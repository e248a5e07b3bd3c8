//! Xref Aggregator
//!
//! @module xrefs/aggregate

use serde::Serialize;
use std::collections::BTreeSet;
use tracing::debug;

use super::context::SessionContext;
use crate::index::{Edge, EdgeKind, EdgeKinds, Signature, SourceLocation};

/// Structural relationships of one signature
#[derive(Debug, Clone, Default, PartialEq, Eq, Serialize)]
pub struct XrefSet {
    /// First definition seen
    pub definition: Option<Edge>,
    /// First declaration seen
    pub declaration: Option<Edge>,
    pub overrides: BTreeSet<Edge>,
    pub overridden_by: BTreeSet<Edge>,
    /// References in index order
    pub references: Vec<Edge>,
}

impl XrefSet {
    /// Fold edges into a set; later definitions and declarations are ignored
    pub fn from_edges(edges: impl IntoIterator<Item = Edge>) -> Self {
        let mut xrefs = XrefSet::default();

        for edge in edges {
            match edge.kind {
                EdgeKind::Definition => {
                    xrefs.definition.get_or_insert(edge);
                }
                EdgeKind::Declaration => {
                    xrefs.declaration.get_or_insert(edge);
                }
                EdgeKind::Overrides => {
                    xrefs.overrides.insert(edge);
                }
                EdgeKind::OverriddenBy => {
                    xrefs.overridden_by.insert(edge);
                }
                EdgeKind::Reference => xrefs.references.push(edge),
            }
        }

        xrefs
    }

    pub fn is_empty(&self) -> bool {
        self.definition.is_none()
            && self.declaration.is_none()
            && self.overrides.is_empty()
            && self.overridden_by.is_empty()
            && self.references.is_empty()
    }

    /// Where "go to definition" lands: the definition, else the declaration
    pub fn definition_target(&self) -> Option<SourceLocation> {
        self.definition
            .as_ref()
            .or(self.declaration.as_ref())
            .map(Edge::location)
    }

    /// Where "go to declaration" lands: the declaration, else the definition
    pub fn declaration_target(&self) -> Option<SourceLocation> {
        self.declaration
            .as_ref()
            .or(self.definition.as_ref())
            .map(Edge::location)
    }
}

/// Collect every relationship of `signature`. Never fails; missing data is an
/// empty set.
pub fn get_xrefs(ctx: &SessionContext<'_>, signature: &Signature) -> XrefSet {
    let xrefs = XrefSet::from_edges(ctx.edges(signature, EdgeKinds::XREFS));
    debug!(
        "Xrefs for {}: {} references, {} overrides, {} overridden",
        signature,
        xrefs.references.len(),
        xrefs.overrides.len(),
        xrefs.overridden_by.len()
    );
    xrefs
}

..............................

[YOUR ASSIGNMENT]: A verbatim transcription is required of the lines from the one with "pub fn definition_target(&self)" through the final line of the entries above, and of nothing else.

[RESULT BELOW]:
    pub fn definition_target(&self) -> Option<SourceLocation> {
        self.definition
            .as_ref()
            .or(self.declaration.as_ref())
            .map(Edge::location)
    }

    /// Where "go to declaration" lands: the declaration, else the definition
    pub fn declaration_target(&self) -> Option<SourceLocation> {
        self.declaration
            .as_ref()
            .or(self.definition.as_ref())
            .map(Edge::location)
    }
}

/// Collect every relationship of `signature`. Never fails; missing data is an
/// empty set.
pub fn get_xrefs(ctx: &SessionContext<'_>, signature: &Signature) -> XrefSet {
    let xrefs = XrefSet::from_edges(ctx.edges(signature, EdgeKinds::XREFS));
    debug!(
        "Xrefs for {}: {} references, {} overrides, {} overridden",
        signature,
        xrefs.references.len(),
        xrefs.overrides.len(),
        xrefs.overridden_by.len()
    );
    xrefs
}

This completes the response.